▶ Task objective
Each record that follows must be given again without alteration.

*** Opening Supplied records ***

/// Repository interface for meetings and their child records.
pub trait MeetingRepository {
    /// Inserts the meeting with its inline attendees and agenda.
    fn create_meeting(&self, owner: UserId, draft: &MeetingDraft) -> RepoResult<Meeting>;
    /// Replaces meeting attributes. Inline attendees and agenda are ignored.
    fn update_meeting(&self, owner: UserId, id: RecordId, draft: &MeetingDraft)
        -> RepoResult<Meeting>;
    fn get_meeting(&self, owner: UserId, id: RecordId) -> RepoResult<Option<Meeting>>;
    fn get_meeting_detail(&self, owner: UserId, id: RecordId)
        -> RepoResult<Option<MeetingDetail>>;
    fn list_meetings(&self, owner: UserId, query: &MeetingQuery) -> RepoResult<Vec<Meeting>>;
    fn delete_meeting(&self, owner: UserId, id: RecordId) -> RepoResult<()>;

    fn add_attendee(
        &self,
        owner: UserId,
        meeting_id: RecordId,
        draft: &AttendeeDraft,
    ) -> RepoResult<Attendee>;
    fn patch_attendee(
        &self,
        owner: UserId,
        meeting_id: RecordId,
        id: RecordId,
        patch: &AttendeePatch,
    ) -> RepoResult<Attendee>;
    fn delete_attendee(&self, owner: UserId, meeting_id: RecordId, id: RecordId)
        -> RepoResult<()>;

    fn add_agenda_item(
        &self,
        owner: UserId,
        meeting_id: RecordId,
        item: &str,
    ) -> RepoResult<AgendaItem>;
    fn patch_agenda_item(
        &self,
        owner: UserId,
        meeting_id: RecordId,
        id: RecordId,
        patch: &AgendaItemPatch,
    ) -> RepoResult<AgendaItem>;
    fn delete_agenda_item(
        &self,
        owner: UserId,
        meeting_id: RecordId,
        id: RecordId,
    ) -> RepoResult<()>;

    fn add_note(
        &self,
        owner: UserId,
        meeting_id: RecordId,
        content: &str,
        tags: &Tags,
    ) -> RepoResult<MeetingNote>;
    fn update_note(
        &self,
        owner: UserId,
        meeting_id: RecordId,
        id: RecordId,
        content: &str,
        tags: &Tags,
    ) -> RepoResult<MeetingNote>;
    fn delete_note(&self, owner: UserId, meeting_id: RecordId, id: RecordId) -> RepoResult<()>;

    fn add_question(
        &self,
        owner: UserId,
        meeting_id: RecordId,
        draft: &QuestionDraft,
    ) -> RepoResult<MeetingQuestion>;
    /// Appends generated questions after the existing ones in one transaction.
    fn append_questions(
        &self,
        owner: UserId,
        meeting_id: RecordId,
        drafts: &[QuestionDraft],
    ) -> RepoResult<Vec<MeetingQuestion>>;
    fn patch_question(
        &self,
        owner: UserId,
        meeting_id: RecordId,
        id: RecordId,
        patch: &QuestionPatch,
    ) -> RepoResult<MeetingQuestion>;
    fn delete_question(&self, owner: UserId, meeting_id: RecordId, id: RecordId)
        -> RepoResult<()>;

    fn add_follow_up(
        &self,
        owner: UserId,
        meeting_id: RecordId,
        draft: &MeetingFollowUpDraft,
    ) -> RepoResult<MeetingFollowUp>;
    fn patch_follow_up(
        &self,
        owner: UserId,
        meeting_id: RecordId,
        id: RecordId,
        patch: &MeetingFollowUpPatch,
    ) -> RepoResult<MeetingFollowUp>;
    fn delete_follow_up(&self, owner: UserId, meeting_id: RecordId, id: RecordId)
        -> RepoResult<()>;

    fn create_context_card(&self, owner: UserId, draft: &ContextCardDraft)
        -> RepoResult<ContextCard>;
    fn update_context_card(
        &self,
        owner: UserId,
        id: RecordId,
        draft: &ContextCardDraft,
    ) -> RepoResult<ContextCard>;
    fn list_context_cards(
        &self,
        owner: UserId,
        query: &ContextCardQuery,
    ) -> RepoResult<Vec<ContextCard>>;
    fn delete_context_card(&self, owner: UserId, id: RecordId) -> RepoResult<()>;
}
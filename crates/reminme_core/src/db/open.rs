//! Connection bootstrap utilities for SQLite.
//!
//! # Responsibility
//! - Open file or in-memory SQLite connections.
//! - Configure connection pragmas required by core behavior.
//! - Trigger schema migrations before returning a usable connection.
//!
//! # Invariants
//! - Returned connections have `foreign_keys=ON`.
//! - Returned connections have migrations fully applied.

use super::migrations::apply_migrations;
use super::DbResult;
use log::{error, info};
use rusqlite::Connection;
use std::path::Path;
use std::time::{Duration, Instant};

/// Opens a SQLite database file and applies all pending migrations.
///
/// # Side effects
/// - Performs connection bootstrap and migration checks.
/// - Emits `db_open` logging events with duration and status.
pub fn open_db(path: impl AsRef<Path>) -> DbResult<Connection> {
    open_with("file", || Connection::open(path))
}

/// Opens an in-memory SQLite database and applies all pending migrations.
pub fn open_db_in_memory() -> DbResult<Connection> {
    open_with("memory", Connection::open_in_memory)
}

fn open_with(
    mode: &'static str,
    open: impl FnOnce() -> rusqlite::Result<Connection>,
) -> DbResult<Connection> {
    let started_at = Instant::now();
    info!("event=db_open module=db status=start mode={mode}");

    let mut conn = match open() {
        Ok(conn) => conn,
        Err(err) => {
            error!(
                "event=db_open module=db status=error mode={} duration_ms={} error_code=db_open_failed error={}",
                mode,
                started_at.elapsed().as_millis(),
                err
            );
            return Err(err.into());
        }
    };

    match bootstrap_connection(&mut conn) {
        Ok(()) => {
            info!(
                "event=db_open module=db status=ok mode={} duration_ms={}",
                mode,
                started_at.elapsed().as_millis()
            );
            Ok(conn)
        }
        Err(err) => {
            error!(
                "event=db_open module=db status=error mode={} duration_ms={} error_code=db_bootstrap_failed error={}",
                mode,
                started_at.elapsed().as_millis(),
                err
            );
            Err(err)
        }
    }
}

fn bootstrap_connection(conn: &mut Connection) -> DbResult<()> {
    conn.execute_batch("PRAGMA foreign_keys = ON;")?;
    conn.busy_timeout(Duration::from_secs(5))?;
    apply_migrations(conn)?;
    Ok(())
}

*** Closing Supplied records ***

▶ Exercise answer
/// Repository interface for meetings and their child records.
pub trait MeetingRepository {
    /// Inserts the meeting with its inline attendees and agenda.
    fn create_meeting(&self, owner: UserId, draft: &MeetingDraft) -> RepoResult<Meeting>;
    /// Replaces meeting attributes. Inline attendees and agenda are ignored.
    fn update_meeting(&self, owner: UserId, id: RecordId, draft: &MeetingDraft)
        -> RepoResult<Meeting>;
    fn get_meeting(&self, owner: UserId, id: RecordId) -> RepoResult<Option<Meeting>>;
    fn get_meeting_detail(&self, owner: UserId, id: RecordId)
        -> RepoResult<Option<MeetingDetail>>;
    fn list_meetings(&self, owner: UserId, query: &MeetingQuery) -> RepoResult<Vec<Meeting>>;
    fn delete_meeting(&self, owner: UserId, id: RecordId) -> RepoResult<()>;

    fn add_attendee(
        &self,
        owner: UserId,
        meeting_id: RecordId,
        draft: &AttendeeDraft,
    ) -> RepoResult<Attendee>;
    fn patch_attendee(
        &self,
        owner: UserId,
        meeting_id: RecordId,
        id: RecordId,
        patch: &AttendeePatch,
    ) -> RepoResult<Attendee>;
    fn delete_attendee(&self, owner: UserId, meeting_id: RecordId, id: RecordId)
        -> RepoResult<()>;

    fn add_agenda_item(
        &self,
        owner: UserId,
        meeting_id: RecordId,
        item: &str,
    ) -> RepoResult<AgendaItem>;
    fn patch_agenda_item(
        &self,
        owner: UserId,
        meeting_id: RecordId,
        id: RecordId,
        patch: &AgendaItemPatch,
    ) -> RepoResult<AgendaItem>;
    fn delete_agenda_item(
        &self,
        owner: UserId,
        meeting_id: RecordId,
        id: RecordId,
    ) -> RepoResult<()>;

    fn add_note(
        &self,
        owner: UserId,
        meeting_id: RecordId,
        content: &str,
        tags: &Tags,
    ) -> RepoResult<MeetingNote>;
    fn update_note(
        &self,
        owner: UserId,
        meeting_id: RecordId,
        id: RecordId,
        content: &str,
        tags: &Tags,
    ) -> RepoResult<MeetingNote>;
    fn delete_note(&self, owner: UserId, meeting_id: RecordId, id: RecordId) -> RepoResult<()>;

    fn add_question(
        &self,
        owner: UserId,
        meeting_id: RecordId,
        draft: &QuestionDraft,
    ) -> RepoResult<MeetingQuestion>;
    /// Appends generated questions after the existing ones in one transaction.
    fn append_questions(
        &self,
        owner: UserId,
        meeting_id: RecordId,
        drafts: &[QuestionDraft],
    ) -> RepoResult<Vec<MeetingQuestion>>;
    fn patch_question(
        &self,
        owner: UserId,
        meeting_id: RecordId,
        id: RecordId,
        patch: &QuestionPatch,
    ) -> RepoResult<MeetingQuestion>;
    fn delete_question(&self, owner: UserId, meeting_id: RecordId, id: RecordId)
        -> RepoResult<()>;

    fn add_follow_up(
        &self,
        owner: UserId,
        meeting_id: RecordId,
        draft: &MeetingFollowUpDraft,
    ) -> RepoResult<MeetingFollowUp>;
    fn patch_follow_up(
        &self,
        owner: UserId,
        meeting_id: RecordId,
        id: RecordId,
        patch: &MeetingFollowUpPatch,
    ) -> RepoResult<MeetingFollowUp>;
    fn delete_follow_up(&self, owner: UserId, meeting_id: RecordId, id: RecordId)
        -> RepoResult<()>;

    fn create_context_card(&self, owner: UserId, draft: &ContextCardDraft)
        -> RepoResult<ContextCard>;
    fn update_context_card(
        &self,
        owner: UserId,
        id: RecordId,
        draft: &ContextCardDraft,
    ) -> RepoResult<ContextCard>;
    fn list_context_cards(
        &self,
        owner: UserId,
        query: &ContextCardQuery,
    ) -> RepoResult<Vec<ContextCard>>;
    fn delete_context_card(&self, owner: UserId, id: RecordId) -> RepoResult<()>;
}
filename crates/reminme_core/src/db/open.rs
//! Connection bootstrap utilities for SQLite.
//!
//! # Responsibility
//! - Open file or in-memory SQLite connections.
//! - Configure connection pragmas required by core behavior.
//! - Trigger schema migrations before returning a usable connection.
//!
//! # Invariants
//! - Returned connections have `foreign_keys=ON`.
//! - Returned connections have migrations fully applied.

use super::migrations::apply_migrations;
use super::DbResult;
use log::{error, info};
use rusqlite::Connection;
use std::path::Path;
use std::time::{Duration, Instant};

/// Opens a SQLite database file and applies all pending migrations.
///
/// # Side effects
/// - Performs connection bootstrap and migration checks.
/// - Emits `db_open` logging events with duration and status.
pub fn open_db(path: impl AsRef<Path>) -> DbResult<Connection> {
    open_with("file", || Connection::open(path))
}

/// Opens an in-memory SQLite database and applies all pending migrations.
pub fn open_db_in_memory() -> DbResult<Connection> {
    open_with("memory", Connection::open_in_memory)
}

fn open_with(
    mode: &'static str,
    open: impl FnOnce() -> rusqlite::Result<Connection>,
) -> DbResult<Connection> {
    let started_at = Instant::now();
    info!("event=db_open module=db status=start mode={mode}");

    let mut conn = match open() {
        Ok(conn) => conn,
        Err(err) => {
            error!(
                "event=db_open module=db status=error mode={} duration_ms={} error_code=db_open_failed error={}",
                mode,
                started_at.elapsed().as_millis(),
                err
            );
            return Err(err.into());
        }
    };

    match bootstrap_connection(&mut conn) {
        Ok(()) => {
            info!(
                "event=db_open module=db status=ok mode={} duration_ms={}",
                mode,
                started_at.elapsed().as_millis()
            );
            Ok(conn)
        }
        Err(err) => {
            error!(
                "event=db_open module=db status=error mode={} duration_ms={} error_code=db_bootstrap_failed error={}",
                mode,
                started_at.elapsed().as_millis(),
                err
            );
            Err(err)
        }
    }
}

fn bootstrap_connection(conn: &mut Connection) -> DbResult<()> {
    conn.execute_batch("PRAGMA foreign_keys = ON;")?;
    conn.busy_timeout(Duration::from_secs(5))?;
    apply_migrations(conn)?;
    Ok(())
}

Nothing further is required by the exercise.